===== Records shown =====

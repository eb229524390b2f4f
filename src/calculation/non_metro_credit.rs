//! Regional (non-metro) bonus calculation.
//!
//! Workplaces outside the metro region earn an extra per-head amount on the
//! whole net total increase, not just the youth part of it.

use crate::error::EngineResult;
use crate::models::{AuditStep, RateSchedule};

use super::component::{CreditComponentResult, price_heads};

/// Calculates the regional bonus.
///
/// Metro workplaces get zero regardless of the increase.
///
/// # Errors
///
/// Returns `CalculationError` if the product overflows.
///
/// # Examples
///
/// ```
/// use employment_credit::calculation::calculate_non_metro_credit;
/// use employment_credit::models::RateSchedule;
///
/// let rates = RateSchedule::default();
/// assert_eq!(calculate_non_metro_credit(4, true, &rates, 5).unwrap().amount, 8_000_000);
/// assert_eq!(calculate_non_metro_credit(4, false, &rates, 5).unwrap().amount, 0);
/// ```
pub fn calculate_non_metro_credit(
    net_total_increase: u64,
    is_non_metro: bool,
    rates: &RateSchedule,
    step_number: u32,
) -> EngineResult<CreditComponentResult> {
    let (amount, reasoning) = if is_non_metro {
        let amount = price_heads(
            "non-metro credit",
            net_total_increase,
            rates.non_metro_bonus_per_head,
        )?;
        let reasoning = format!(
            "Non-metro workplace: {} net additional workers × {} = {}",
            net_total_increase, rates.non_metro_bonus_per_head, amount
        );
        (amount, reasoning)
    } else {
        (0, "Metro workplace - not eligible for the regional bonus".to_string())
    };

    let audit_step = AuditStep {
        step_number,
        rule_id: "non_metro_credit".to_string(),
        rule_name: "Regional Bonus".to_string(),
        input: serde_json::json!({
            "net_total_increase": net_total_increase,
            "is_non_metro": is_non_metro,
            "non_metro_bonus_per_head": rates.non_metro_bonus_per_head
        }),
        output: serde_json::json!({
            "eligible": is_non_metro,
            "amount": amount
        }),
        reasoning,
    };

    Ok(CreditComponentResult { amount, audit_step })
}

=====

Problem requirements: Lines in the data that hold "EngineResult" are to be counted, and the number alone reported.

Result of the task: 2